Important for any athlete, but potentially of particular importance for those consuming fewer calories, this dish sets you on your way to hitting your vitamin B1, vitamin B5, chromium, magnesium and phosphorous goals for the day – supporting your ability to metabolise macronutrients and produce energy effectively. And of course there is also the benefit of all the other vitamins and minerals that eating the rainbow of vegetables in this dish provides.




Cooking time:

  • 5-10 mins prep

  • 35 mins cooking time 



  • ½ tsp cumin seeds

  • 1 tsp olive oil

  • 2 red onions, chopped

  • 1 red pepper, chopped

  • 1 yellow pepper, chopped

  • 1 orange pepper, chopped

  • 1 green pepper, chopped

  • 2 bay leaves

  • 2 tbsp fresh coriander, chopped

  • ¼ tsp paprika

  • 1 x 400g tin tomatoes

  • 2 generous handfuls spinach

  • Salt and pepper

  • 8 medium eggs

  • 120g quark

  • 1 lemon, quartered



  • Preheat the oven to 180°c

  • Dry fry the cumin seeds in a large deep frying pan over a high heat, for 2 mins or until you can smell the aroma from the seeds.

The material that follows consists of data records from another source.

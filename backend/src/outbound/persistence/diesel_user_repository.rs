//! PostgreSQL-backed `UserRepository` implementation using Diesel ORM.
//!
//! Unique violations on `users_username_key` and `users_email_key` surface
//! as [`UserRepositoryError::Duplicate`] naming the clashing field, so a
//! registration race that slips past any pre-check still reports cleanly.

use async_trait::async_trait;
use chrono::{DateTime, Utc};
use diesel::prelude::*;
use diesel_async::RunQueryDsl;

use crate::domain::ports::{UserRepository, UserRepositoryError};
use crate::domain::{EmailAddress, NewUser, PasswordDigest, StoredCredentials, User, UserId};

use super::error_mapping::{map_diesel_error, map_pool_error, unique_violation};
use super::models::{NewUserRow, UserPasswordUpdate, UserProfileUpdate, UserRow};
use super::pool::{DbPool, PoolError};
use super::schema::users;

/// Diesel-backed implementation of the `UserRepository` port.
#[derive(Clone)]
pub struct DieselUserRepository {
    pool: DbPool,
}

impl DieselUserRepository {
    pub fn new(pool: DbPool) -> Self {
        Self { pool }
    }
}

fn pool_error(error: PoolError) -> UserRepositoryError {
    map_pool_error(error, UserRepositoryError::connection)
}

/// Boundary field name for a unique constraint on `users`.
fn duplicate_field(constraint: &str) -> &'static str {
    match constraint {
        "users_username_key" => "username",
        _ => "email",
    }
}

fn diesel_error(error: diesel::result::Error) -> UserRepositoryError {
    if let Some(constraint) = unique_violation(&error) {
        return UserRepositoryError::duplicate(duplicate_field(constraint));
    }
    map_diesel_error(
        error,
        UserRepositoryError::query,
        UserRepositoryError::connection,
    )
}

#[async_trait]
impl UserRepository for DieselUserRepository {
    async fn create(&self, user: &NewUser) -> Result<User, UserRepositoryError> {
        let mut conn = self.pool.get().await.map_err(pool_error)?;
        let row = NewUserRow {
            username: user.username.as_ref(),
            email: user.email.as_ref(),
            password_digest: user.password_digest.as_str(),
            created_at: user.created_at,
            updated_at: user.created_at,
        };
        let inserted: UserRow = diesel::insert_into(users::table)
            .values(&row)
            .returning(UserRow::as_returning())
            .get_result(&mut conn)
            .await
            .map_err(diesel_error)?;
        inserted.into_user().map_err(UserRepositoryError::query)
    }

    async fn find_by_id(&self, id: UserId) -> Result<Option<User>, UserRepositoryError> {
        let mut conn = self.pool.get().await.map_err(pool_error)?;
        let row: Option<UserRow> = users::table
            .find(id.get())
            .select(UserRow::as_select())
            .first(&mut conn)
            .await
            .optional()
            .map_err(diesel_error)?;
        row.map(UserRow::into_user)
            .transpose()
            .map_err(UserRepositoryError::query)
    }

    async fn find_credentials_by_email(
        &self,
        email: &EmailAddress,
    ) -> Result<Option<StoredCredentials>, UserRepositoryError> {
        let mut conn = self.pool.get().await.map_err(pool_error)?;
        let row: Option<UserRow> = users::table
            .filter(users::email.eq(email.as_ref()))
            .select(UserRow::as_select())
            .first(&mut conn)
            .await
            .optional()
            .map_err(diesel_error)?;
        row.map(UserRow::into_credentials)
            .transpose()
            .map_err(UserRepositoryError::query)
    }

    async fn find_credentials_by_id(
        &self,
        id: UserId,
    ) -> Result<Option<StoredCredentials>, UserRepositoryError> {
        let mut conn = self.pool.get().await.map_err(pool_error)?;
        let row: Option<UserRow> = users::table
            .find(id.get())
            .select(UserRow::as_select())
            .first(&mut conn)
            .await
            .optional()
            .map_err(diesel_error)?;
        row.map(UserRow::into_credentials)
            .transpose()
            .map_err(UserRepositoryError::query)
    }

    async fn update_profile(&self, user: &User) -> Result<(), UserRepositoryError> {
        let mut conn = self.pool.get().await.map_err(pool_error)?;
        let changes = UserProfileUpdate {
            username: user.username.as_ref(),
            email: user.email.as_ref(),
            profile_image: user.profile_image.as_deref(),
            updated_at: user.updated_at,
        };
        let updated = diesel::update(users::table.find(user.id.get()))
            .set(&changes)
            .execute(&mut conn)
            .await
            .map_err(diesel_error)?;
        if updated == 0 {
            return Err(UserRepositoryError::query(format!(
                "user {} no longer exists",
                user.id
            )));
        }
        Ok(())
    }

    async fn update_password(
        &self,
        id: UserId,
        digest: &PasswordDigest,
        updated_at: DateTime<Utc>,
    ) -> Result<(), UserRepositoryError> {
        let mut conn = self.pool.get().await.map_err(pool_error)?;
        let changes = UserPasswordUpdate {
            password_digest: digest.as_str(),
            updated_at,
        };
        let updated = diesel::update(users::table.find(id.get()))
            .set(&changes)
            .execute(&mut conn)
            .await
            .map_err(diesel_error)?;
        if updated == 0 {
            return Err(UserRepositoryError::query(format!("user {id} no longer exists")));
        }
        Ok(())
    }
}
// Copyright 2025 Sushanth (https://github.com/sushanthpy)
//
// Licensed under the Apache License, Version 2.0 (the "License");
// you may not use this file except in compliance with the License.
// You may obtain a copy of the License at
//
//     http://www.apache.org/licenses/LICENSE-2.0
//
// Unless required by applicable law or agreed to in writing, software
// distributed under the License is distributed on an "AS IS" BASIS,
// WITHOUT WARRANTIES OR CONDITIONS OF ANY KIND, either express or implied.
// See the License for the specific language governing permissions and
// limitations under the License.

//! Kycgraph Analysis
//!
//! Turns extracted entity/relationship mentions into a clustered, risk-tiered
//! knowledge graph:
//! - Entity resolution and normalization
//! - Weighted graph construction with duplicate-pair collapsing
//! - Greedy modularity (CNM) and connected-component community detection
//! - Threshold-based KYC/AML risk tiers
//! - Structured statistics for downstream reporting
//!
//! ## Architecture
//!
//! ```text
//! Mentions → Entity Resolution → Knowledge Graph → Communities → Risk Tiers
//!                 ↓                    ↓                ↓             ↓
//!          (Normalization)      (Edge collapsing)    (CNM)     (Thresholds)
//!                                                                     ↓
//!                                                              AnalysisRecord
//! ```
//!
//! ## Example
//!
//! ```
//! use kycgraph_analysis::Pipeline;
//! use kycgraph_core::{ExtractionBatch, PipelineConfig};
//!
//! let batch = ExtractionBatch::from_json_str(r#"{
//!     "entities": [
//!         {"name": "Acme Ltd", "type": "COMPANY"},
//!         {"name": "Jane Roe", "type": "DIRECTOR"}
//!     ],
//!     "relationships": [{"source": "Jane Roe", "target": "Acme Ltd", "relation": "director_of"}]
//! }"#).unwrap();
//!
//! let output = Pipeline::new(PipelineConfig::default()).unwrap().run(&batch).unwrap();
//! assert_eq!(output.record.graph_stats.community_count, 1);
//! ```

pub mod builder;
pub mod community;
pub mod graph;
pub mod normalizer;
pub mod pipeline;
pub mod risk;
pub mod stats;

pub use builder::{BuildOutcome, GraphBuilder};
pub use community::{
    detector_for, modularity, verify_partition, CommunityDetector, ConnectedComponents,
    GreedyModularity, MergeStep, Partition,
};
pub use graph::{Edge, EdgeKey, KnowledgeGraph};
pub use normalizer::{normalize_name, EntityNormalizer, EntitySet};
pub use pipeline::{Pipeline, PipelineOutput};
pub use risk::{density, RiskClassifier};
pub use stats::{
    AnalysisRecord, CommunitySizeSummary, CommunitySummary, GraphStats, RankedEntity,
    SampleEdge, StatsAggregator,
};
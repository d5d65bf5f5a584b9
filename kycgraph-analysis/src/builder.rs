// Copyright 2025 Sushanth (https://github.com/sushanthpy)
//
// Licensed under the Apache License, Version 2.0 (the "License");
// you may not use this file except in compliance with the License.
// You may obtain a copy of the License at
//
//     http://www.apache.org/licenses/LICENSE-2.0
//
// Unless required by applicable law or agreed to in writing, software
// distributed under the License is distributed on an "AS IS" BASIS,
// WITHOUT WARRANTIES OR CONDITIONS OF ANY KIND, either express or implied.
// See the License for the specific language governing permissions and
// limitations under the License.

//! Graph construction from relationship mentions

use crate::graph::{Edge, EdgeKey, KnowledgeGraph, MAX_TOTAL_WEIGHT};
use crate::normalizer::EntitySet;
use kycgraph_core::{
    Diagnostics, DropKind, EntityId, EntityType, KycGraphError, KycGraphResult,
    RelationshipMention,
};
use std::collections::BTreeMap;
use tracing::{info, warn};

/// Result of a build: the finished graph and everything that was left out
#[derive(Debug, Clone)]
pub struct BuildOutcome {
    pub graph: KnowledgeGraph,
    pub diagnostics: Diagnostics,
}

/// Builds a [`KnowledgeGraph`] from a complete entity set
pub struct GraphBuilder {
    entities: EntitySet,
}

impl GraphBuilder {
    /// Takes ownership of the normalized entities, so edges can only be
    /// added once normalization has finished.
    pub fn new(entities: EntitySet) -> Self {
        Self { entities }
    }

    /// Resolve, validate and collapse every relationship mention.
    ///
    /// Bad records are dropped and counted; only a broken graph invariant
    /// is returned as an error.
    pub fn build(self, relationships: &[RelationshipMention]) -> KycGraphResult<BuildOutcome> {
        let mut diagnostics = Diagnostics::new();
        let mut edges: BTreeMap<EdgeKey, Edge> = BTreeMap::new();
        let mut total_weight = 0u64;

        for (index, mention) in relationships.iter().enumerate() {
            let (source, target) = match self.resolve(mention) {
                Ok(endpoints) => endpoints,
                Err((kind, e)) => {
                    diagnostics.record(kind, index, &e);
                    continue;
                }
            };

            let Some(next_total) = total_weight
                .checked_add(mention.weight)
                .filter(|&total| total <= MAX_TOTAL_WEIGHT)
            else {
                let e = KycGraphError::Validation(format!(
                    "weight {} pushes total edge weight past {MAX_TOTAL_WEIGHT}",
                    mention.weight
                ));
                diagnostics.record(DropKind::InvalidRelationship, index, &e);
                continue;
            };
            total_weight = next_total;

            let key = EdgeKey::new(source.clone(), target.clone());
            let edge = edges
                .entry(key)
                .and_modify(|edge| edge.observe(mention.relation, mention.weight))
                .or_insert_with(|| {
                    Edge::observed(source, target, mention.relation, mention.weight)
                });
            edge.add_evidence(&mention.evidence);
        }

        let graph = KnowledgeGraph::new(self.entities.into_entities(), edges)?;

        if graph.node_count() > 0 && graph.edge_count() == 0 {
            warn!(nodes = graph.node_count(), "graph has no edges");
        }
        info!(
            nodes = graph.node_count(),
            edges = graph.edge_count(),
            total_weight = graph.total_weight(),
            dropped = diagnostics.dropped_edges(),
            "built entity graph"
        );

        Ok(BuildOutcome { graph, diagnostics })
    }

    fn resolve(
        &self,
        mention: &RelationshipMention,
    ) -> Result<(EntityId, EntityId), (DropKind, KycGraphError)> {
        if mention.source.trim().is_empty() || mention.target.trim().is_empty() {
            return Err((
                DropKind::InvalidRelationship,
                KycGraphError::Validation("relationship endpoint name is empty".to_string()),
            ));
        }
        if mention.weight == 0 {
            return Err((
                DropKind::InvalidRelationship,
                KycGraphError::Validation(format!(
                    "relationship {} -> {} has no positive integer weight",
                    mention.source, mention.target
                )),
            ));
        }

        let source = self.lookup(&mention.source, mention.source_type)?;
        let target = self.lookup(&mention.target, mention.target_type)?;

        if source == target {
            return Err((
                DropKind::SelfLoop,
                KycGraphError::Validation(format!(
                    "relationship {} -> {} resolves to a single entity {source}",
                    mention.source, mention.target
                )),
            ));
        }

        Ok((source, target))
    }

    fn lookup(
        &self,
        raw: &str,
        hint: Option<EntityType>,
    ) -> Result<EntityId, (DropKind, KycGraphError)> {
        self.entities
            .resolve(raw, hint)
            .map(|entity| entity.id.clone())
            .ok_or_else(|| {
                (
                    DropKind::UnresolvedRelationship,
                    KycGraphError::Referential(format!("unknown entity '{raw}'")),
                )
            })
    }
}
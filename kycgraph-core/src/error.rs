// Copyright 2025 Sushanth (https://github.com/sushanthpy)
//
// Licensed under the Apache License, Version 2.0 (the "License");
// you may not use this file except in compliance with the License.
// You may obtain a copy of the License at
//
//     http://www.apache.org/licenses/LICENSE-2.0
//
// Unless required by applicable law or agreed to in writing, software
// distributed under the License is distributed on an "AS IS" BASIS,
// WITHOUT WARRANTIES OR CONDITIONS OF ANY KIND, either express or implied.
// See the License for the specific language governing permissions and
// limitations under the License.

//! Kycgraph error types
//!
//! Two families share one enum:
//! - per-record errors (`Validation`, `Referential`) are recoverable; the
//!   pipeline drops the record and keeps a [`crate::Diagnostics`] entry
//! - run-level errors (`Configuration`, `InvariantViolation`, ...) abort the
//!   run before any result is returned

use thiserror::Error;

/// Result type for kycgraph operations
pub type KycGraphResult<T> = Result<T, KycGraphError>;

/// Errors that can occur while building and analysing an entity graph
#[derive(Debug, Error)]
pub enum KycGraphError {
    /// Malformed entity or relationship mention (empty name, zero weight)
    #[error("Validation error: {0}")]
    Validation(String),

    /// Relationship endpoint that does not resolve to a known entity
    #[error("Referential error: {0}")]
    Referential(String),

    /// Risk thresholds or other settings that cannot produce a sound run
    #[error("Configuration error: {0}")]
    Configuration(String),

    /// Internal consistency check failed; indicates a bug, not bad input
    #[error("Invariant violation: {0}")]
    InvariantViolation(String),

    /// Serialization error
    #[error("Serialization error: {0}")]
    Serialization(String),

    /// IO error
    #[error("IO error: {0}")]
    Io(#[from] std::io::Error),
}

impl KycGraphError {
    /// Whether the error only invalidates a single record.
    pub fn is_recoverable(&self) -> bool {
        matches!(
            self,
            KycGraphError::Validation(_) | KycGraphError::Referential(_)
        )
    }
}

impl From<serde_json::Error> for KycGraphError {
    fn from(e: serde_json::Error) -> Self {
        KycGraphError::Serialization(e.to_string())
    }
}

impl From<toml::de::Error> for KycGraphError {
    fn from(e: toml::de::Error) -> Self {
        KycGraphError::Configuration(e.to_string())
    }
}
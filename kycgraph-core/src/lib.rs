// Copyright 2025 Sushanth (https://github.com/sushanthpy)
//
// Licensed under the Apache License, Version 2.0 (the "License");
// you may not use this file except in compliance with the License.
// You may obtain a copy of the License at
//
//     http://www.apache.org/licenses/LICENSE-2.0
//
// Unless required by applicable law or agreed to in writing, software
// distributed under the License is distributed on an "AS IS" BASIS,
// WITHOUT WARRANTIES OR CONDITIONS OF ANY KIND, either express or implied.
// See the License for the specific language governing permissions and
// limitations under the License.

//! Kycgraph Core
//!
//! Shared vocabulary of the kycgraph engine:
//! - raw entity/relationship mentions produced by document extraction
//! - deduplicated entities, communities and risk assessments
//! - the error taxonomy and dropped-record diagnostics
//! - pipeline configuration (risk thresholds, detection method)
//!
//! The graph algorithms themselves live in `kycgraph-analysis`.

pub mod config;
pub mod diagnostics;
pub mod entities;
pub mod error;

pub use config::{
    DetectionConfig, DetectionMethod, NormalizerConfig, PipelineConfig, RiskThresholds,
    StatsConfig,
};
pub use diagnostics::{Diagnostics, DropKind, DroppedRecord};
pub use entities::*;
pub use error::{KycGraphError, KycGraphResult};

  • Add the olive oil and chopped onions and sauté until the onions are soft.

  • Add the peppers, bay leaves, coriander and paprika and continue to sauté until all vegetables are soft.

  • Add the tomatoes and spinach, season with salt and pepper, reduce the heat and simmer for 10-15 mins, until the sauce is reduced and thick.

  • Transfer to an ovenproof dish, make 8 gaps in the mixture and crack one egg into each.

  • Cook in the oven until the eggs have just set (you want to retain a lovely runny yolk!).

  • Serve, topping each serving with the quark, a lemon quarter, and a generous pinch of salt and pepper.

Variations to consider:​

  • If you are looking for a higher fat content, cook the vegetables in a larger amount of olive oil, or butter and olive oil. You could also consider serving with a side of Greek yoghurt instead of quark, or sprinkling with nuts or seeds. Almonds in particular would add a nutritional powerhouse, serving up riboflavin, vitamin E, magnesium and manganese alongside the healthy dose of fats.

  • To increase the carbohydrate content, serve with wholegrain bread or brown rice (these options also provide an added dose of fibre, and various vitamins and minerals)

  • To add more protein, consider adding 50-100g cooked chicken per person – the chicken can be added into the cooking dish at the same time as the tomatoes.